CANADA
(le 18/03/2010)
Analyse de Jean Leclair*
Professeur titulaire, Faculté de Droit de l'Université de Montréal
membre du réseau des experts du GITPA pour le Canada
La crise autochtone canadienne :
entre territoire et politique
La crise autochtone qui sévit actuellement au Canada et qui oppose les Wet’suwet’en, la province de Colombie- Britannique et le gouvernement fédéral canadien est le point culminant d’enjeux liés au territoire et à la gouvernance politique des communautés autochtones dans la fédération canadienne.
En l’occurrence, le différend porte sur la construction d’un gazoduc traversant le territoire traditionnel de la nation Wet’suwet’en situé dans la province de la Colombie-Britannique, territoire que les Wet’suwet’en n’ont jamais officiellement cédé par traité. Cinq des six « conseils de bande » wet’suwet’en élus en vertu de la Loi fédérale sur les Indiens ont consenti au projet, mais un certain nombre de chefs héréditaires de cette nation s’y sont opposés, tout en affirmant que leur consentement était essentiel à la poursuite du projet. La crise s’est étendue par-delà les frontières de la province, car des sympathisants autochtones et environnementalistes ont érigé des barrages un peu partout au Canada, entravant le trafic ferroviaire pendant plusieurs semaines. Tout cela devait mener à un accord entre les chefs héréditaires et les gouvernements fédéral et britanno-colombien, accord dont tous les détails n'ont pas été rendus publics et qui doit encore être approuvé par les communautés wet’suwet’en.
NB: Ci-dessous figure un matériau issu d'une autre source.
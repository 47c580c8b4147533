use crate::models::Account;
use crate::proxy::config::{AccountSelectionConfig, SelectionStrategy};
use crate::proxy::session_manager::SessionTracker;
use crate::proxy::token::pool::AccountPool;
use std::collections::HashSet;
use std::sync::Arc;
use tracing::debug;

pub struct SelectCtx<'a> {
    pub session_id: Option<&'a str>,
    // Accounts already tried during this request; never handed out again.
    pub attempted: &'a HashSet<String>,
    pub max_wait_before_error_ms: u64,
}

#[derive(Debug, Clone, Default)]
pub struct Selection {
    pub account: Option<String>,
    pub wait_ms: u64,
}

impl Selection {
    pub fn none() -> Self {
        Self::default()
    }

    pub fn pick(email: String) -> Self {
        Self {
            account: Some(email),
            wait_ms: 0,
        }
    }

    pub fn wait(wait_ms: u64) -> Self {
        Self {
            account: None,
            wait_ms,
        }
    }
}

// Common contract for account selection. The dispatcher feeds request
// outcomes back so scoring policies can adjust.
pub trait AccountSelector: Send + Sync {
    fn select(
        &self,
        pool: &AccountPool,
        sessions: &SessionTracker,
        model: &str,
        quota_key: &str,
        ctx: &SelectCtx<'_>,
    ) -> Selection;

    fn record_success(&self, _email: &str) {}
    fn record_rate_limit(&self, _email: &str) {}
    fn record_failure(&self, _email: &str) {}
}

pub fn build_selector(config: &AccountSelectionConfig) -> Arc<dyn AccountSelector> {
    match config.strategy {
        SelectionStrategy::Sticky => Arc::new(StickySelector::new(config.clone())),
        SelectionStrategy::RoundRobin => Arc::new(RoundRobinSelector),
        SelectionStrategy::Hybrid => {
            Arc::new(crate::proxy::token::hybrid::HybridSelector::new(config.clone()))
        }
    }
}

fn sorted_usable(pool: &AccountPool, model: &str, quota_key: &str) -> Vec<Account> {
    let mut usable = pool.usable_accounts(model, quota_key);
    usable.sort_by(|a, b| a.email.cmp(&b.email));
    usable
}

// Whether a pinned session should rotate off its current account.
pub(super) fn should_rotate_session(
    sessions: &SessionTracker,
    session_id: &str,
    pinned: &Account,
    candidates: &[Account],
    model: &str,
    config: &AccountSelectionConfig,
) -> bool {
    let Some(info) = sessions.get(session_id) else {
        return false;
    };
    if info.message_count > config.session.max_messages {
        debug!(
            "[Selection] Session {} rotating: {} messages exceeds cap",
            session_id, info.message_count
        );
        return true;
    }
    if info.tokens_consumed > config.session.max_tokens {
        debug!(
            "[Selection] Session {} rotating: {} tokens consumed exceeds cap",
            session_id, info.tokens_consumed
        );
        return true;
    }

    let pinned_remaining = pinned
        .quota_snapshot
        .get(model)
        .map(|q| q.remaining_fraction);
    if let Some(remaining) = pinned_remaining {
        if remaining < config.quota.rotation_threshold {
            let better_exists = candidates.iter().any(|c| {
                c.email != pinned.email
                    && c.quota_snapshot
                        .get(model)
                        .map(|q| q.remaining_fraction >= remaining + 0.2)
                        .unwrap_or(false)
            });
            if better_exists {
                debug!(
                    "[Selection] Session {} rotating: pinned quota {:.0}% with a better candidate available",
                    session_id,
                    remaining * 100.0
                );
                return true;
            }
        }
    }
    false
}

// Session-affine selection: reuse the pinned account while it stays usable,
// otherwise advance a round-robin cursor over the usable set. When nothing
// is usable but the pinned account resets soon, ask the caller to wait.
pub struct StickySelector {
    config: AccountSelectionConfig,
}

impl StickySelector {
    pub fn new(config: AccountSelectionConfig) -> Self {
        Self { config }
    }
}

impl AccountSelector for StickySelector {
    fn select(
        &self,
        pool: &AccountPool,
        sessions: &SessionTracker,
        model: &str,
        quota_key: &str,
        ctx: &SelectCtx<'_>,
    ) -> Selection {
        let usable = sorted_usable(pool, model, quota_key);

        if let Some(sid) = ctx.session_id {
            if let Some(pinned_email) = sessions.pinned_account(sid) {
                if let Some(pinned) = usable.iter().find(|a| a.email == pinned_email) {
                    let rotate = should_rotate_session(
                        sessions,
                        sid,
                        pinned,
                        &usable,
                        model,
                        &self.config,
                    );
                    if !rotate && !ctx.attempted.contains(&pinned_email) {
                        debug!(
                            "[Sticky] Session {} reusing bound account {}",
                            sid, pinned_email
                        );
                        return Selection::pick(pinned_email);
                    }
                    if rotate {
                        sessions.unpin(sid);
                    }
                } else if let Some(account) = pool.get(&pinned_email) {
                    // Pinned but unusable right now. If the limit resets
                    // within the wait cap, waiting keeps the cache warm.
                    let now = chrono::Utc::now().timestamp_millis();
                    if usable.is_empty() {
                        if let Some(limit) = account.model_rate_limits.get(quota_key) {
                            if limit.is_active(now) {
                                let wait = (limit.reset_at - now).max(0) as u64;
                                if wait <= ctx.max_wait_before_error_ms {
                                    debug!(
                                        "[Sticky] Session {} waiting {}ms for bound account {}",
                                        sid, wait, pinned_email
                                    );
                                    return Selection::wait(wait);
                                }
                            }
                        }
                    }
                    sessions.unpin(sid);
                } else {
                    sessions.unpin(sid);
                }
            }
        }

        let candidates: Vec<&Account> = usable
            .iter()
            .filter(|a| !ctx.attempted.contains(&a.email))
            .collect();
        if candidates.is_empty() {
            return Selection::none();
        }

        let index = pool.next_round_robin() % candidates.len();
        let chosen = candidates[index].email.clone();
        if let Some(sid) = ctx.session_id {
            sessions.pin(sid, &chosen);
            debug!("[Sticky] Session {} bound to account {}", sid, chosen);
        }
        Selection::pick(chosen)
    }
}

// Stateless rotation across all usable accounts; sessions are ignored.
pub struct RoundRobinSelector;

impl AccountSelector for RoundRobinSelector {
    fn select(
        &self,
        pool: &AccountPool,
        _sessions: &SessionTracker,
        model: &str,
        quota_key: &str,
        ctx: &SelectCtx<'_>,
    ) -> Selection {
        let usable = sorted_usable(pool, model, quota_key);
        let candidates: Vec<&Account> = usable
            .iter()
            .filter(|a| !ctx.attempted.contains(&a.email))
            .collect();
        if candidates.is_empty() {
            return Selection::none();
        }
        let index = pool.next_round_robin() % candidates.len();
        Selection::pick(candidates[index].email.clone())
    }
}

#[cfg(test)]
mod tests {
    use super::*;
    use crate::models::QuotaSnapshot;
    use crate::proxy::token::rate::LimitType;

    fn pool_with(emails: &[&str]) -> Arc<AccountPool> {
        let pool = Arc::new(AccountPool::new(5, 0.1));
        for email in emails {
            let mut account = Account::new(email.to_string());
            account.refresh_token = Some("refresh".to_string());
            pool.add(account);
        }
        pool
    }

    fn ctx<'a>(attempted: &'a HashSet<String>, session_id: Option<&'a str>) -> SelectCtx<'a> {
        SelectCtx {
            session_id,
            attempted,
            max_wait_before_error_ms: 600_000,
        }
    }

    #[tokio::test]
    async fn sticky_reuses_pinned_account() {
        let pool = pool_with(&["a@x", "b@x"]);
        let sessions = SessionTracker::new();
        sessions.touch("sid-1", 1);
        let selector = StickySelector::new(AccountSelectionConfig::default());
        let attempted = HashSet::new();

        let first = selector.select(&pool, &sessions, "m", "m:cli", &ctx(&attempted, Some("sid-1")));
        let chosen = first.account.expect("account");

        for _ in 0..5 {
            let again =
                selector.select(&pool, &sessions, "m", "m:cli", &ctx(&attempted, Some("sid-1")));
            assert_eq!(again.account.as_deref(), Some(chosen.as_str()));
        }
    }

    #[tokio::test]
    async fn sticky_waits_for_pinned_account_resetting_soon() {
        let pool = pool_with(&["a@x"]);
        let sessions = SessionTracker::new();
        sessions.touch("sid-1", 1);
        let selector = StickySelector::new(AccountSelectionConfig::default());
        let attempted = HashSet::new();

        let first = selector.select(&pool, &sessions, "m", "m:cli", &ctx(&attempted, Some("sid-1")));
        assert_eq!(first.account.as_deref(), Some("a@x"));

        pool.mark_rate_limited("a@x", "m:cli", Some(5_000), LimitType::UserQuota, 60_000, 1_800_000);
        let second =
            selector.select(&pool, &sessions, "m", "m:cli", &ctx(&attempted, Some("sid-1")));
        assert!(second.account.is_none());
        assert!(second.wait_ms > 0 && second.wait_ms <= 5_000);
    }

    #[tokio::test]
    async fn sticky_skips_attempted_accounts() {
        let pool = pool_with(&["a@x", "b@x"]);
        let sessions = SessionTracker::new();
        sessions.touch("sid-1", 1);
        let selector = StickySelector::new(AccountSelectionConfig::default());

        let attempted = HashSet::new();
        let first = selector.select(&pool, &sessions, "m", "m:cli", &ctx(&attempted, Some("sid-1")));
        let chosen = first.account.expect("account");

        let mut attempted = HashSet::new();
        attempted.insert(chosen.clone());
        let second =
            selector.select(&pool, &sessions, "m", "m:cli", &ctx(&attempted, Some("sid-1")));
        let other = second.account.expect("other account");
        assert_ne!(other, chosen);
    }

    #[tokio::test]
    async fn round_robin_cycles_through_accounts() {
        let pool = pool_with(&["a@x", "b@x", "c@x"]);
        let sessions = SessionTracker::new();
        let selector = RoundRobinSelector;
        let attempted = HashSet::new();

        let mut seen = HashSet::new();
        for _ in 0..3 {
            let sel = selector.select(&pool, &sessions, "m", "m:cli", &ctx(&attempted, None));
            seen.insert(sel.account.expect("account"));
        }
        assert_eq!(seen.len(), 3);
    }

    #[tokio::test]
    async fn rotation_triggers_on_low_quota_with_better_candidate() {
        let pool = pool_with(&["a@x", "b@x"]);
        let sessions = SessionTracker::new();
        sessions.touch("sid-1", 1);
        sessions.pin("sid-1", "a@x");

        let mut snap_a = std::collections::HashMap::new();
        snap_a.insert(
            "m".to_string(),
            QuotaSnapshot {
                remaining_fraction: 0.15,
                reset_time: None,
            },
        );
        pool.update_quota_snapshot("a@x", snap_a, None);

        let mut snap_b = std::collections::HashMap::new();
        snap_b.insert(
            "m".to_string(),
            QuotaSnapshot {
                remaining_fraction: 0.9,
                reset_time: None,
            },
        );
        pool.update_quota_snapshot("b@x", snap_b, None);

        let config = AccountSelectionConfig::default();
        let pinned = pool.get("a@x").unwrap();
        let candidates = vec![pool.get("a@x").unwrap(), pool.get("b@x").unwrap()];
        assert!(should_rotate_session(
            &sessions, "sid-1", &pinned, &candidates, "m", &config
        ));
    }

    #[tokio::test]
    async fn rotation_triggers_on_message_cap() {
        let pool = pool_with(&["a@x"]);
        let sessions = SessionTracker::new();
        sessions.touch("sid-1", 500);

        let config = AccountSelectionConfig::default();
        let pinned = pool.get("a@x").unwrap();
        assert!(should_rotate_session(
            &sessions,
            "sid-1",
            &pinned,
            &[pinned.clone()],
            "m",
            &config
        ));
    }
}
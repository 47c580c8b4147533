mod account;

pub use account::{Account, ModelRateLimit, QuotaSnapshot, SubscriptionTier};
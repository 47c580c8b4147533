pub mod hybrid;
pub mod pool;
pub mod rate;
pub mod selection;

pub use pool::{AccountPool, SlotGuard};
pub use rate::{CooldownTracker, LimitType};
pub use selection::{
    build_selector, AccountSelector, RoundRobinSelector, SelectCtx, Selection, StickySelector,
};

// Composite rate-limit key: the model id, qualified by the quota class when
// one applies. The same account holds independent limits per class.
pub fn quota_key(model: &str, quota_class: Option<&str>) -> String {
    match quota_class {
        Some(class) if !class.is_empty() => format!("{}:{}", model, class),
        _ => model.to_string(),
    }
}

#[cfg(test)]
mod tests {
    use super::*;

    #[test]
    fn quota_key_includes_class_when_present() {
        assert_eq!(quota_key("gemini-3-flash", Some("cli")), "gemini-3-flash:cli");
        assert_eq!(quota_key("gemini-3-flash", None), "gemini-3-flash");
        assert_eq!(quota_key("gemini-3-flash", Some("")), "gemini-3-flash");
    }
}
Cette crise a mis en exergue la question fondamentale de la nature du contrôle que peuvent exercer les peuples autochtones canadiens sur leurs territoires traditionnels et celle, non moins complexe, de l’identité des interlocuteurs autochtones légitimement autorisés à parler pour la communauté lorsque de tels territoires sont en jeu. Cette crise s’explique en partie par la coexistence de normes juridiques étatiques dont les fondements sont radicalement différents les uns des autres, certains étant paternalistes et racistes, alors que d’autres sont plus égalitaires et émancipateurs. Pour bien comprendre la situation, il faut donc décrire le faisceau juridique étatique et autochtone qui encadre la gestion du territoire et la gestion politique des communautés autochtones du Canada. Ce n’est qu’une fois cet exercice accompli qu’on pourra comprendre la dynamique politique actuelle.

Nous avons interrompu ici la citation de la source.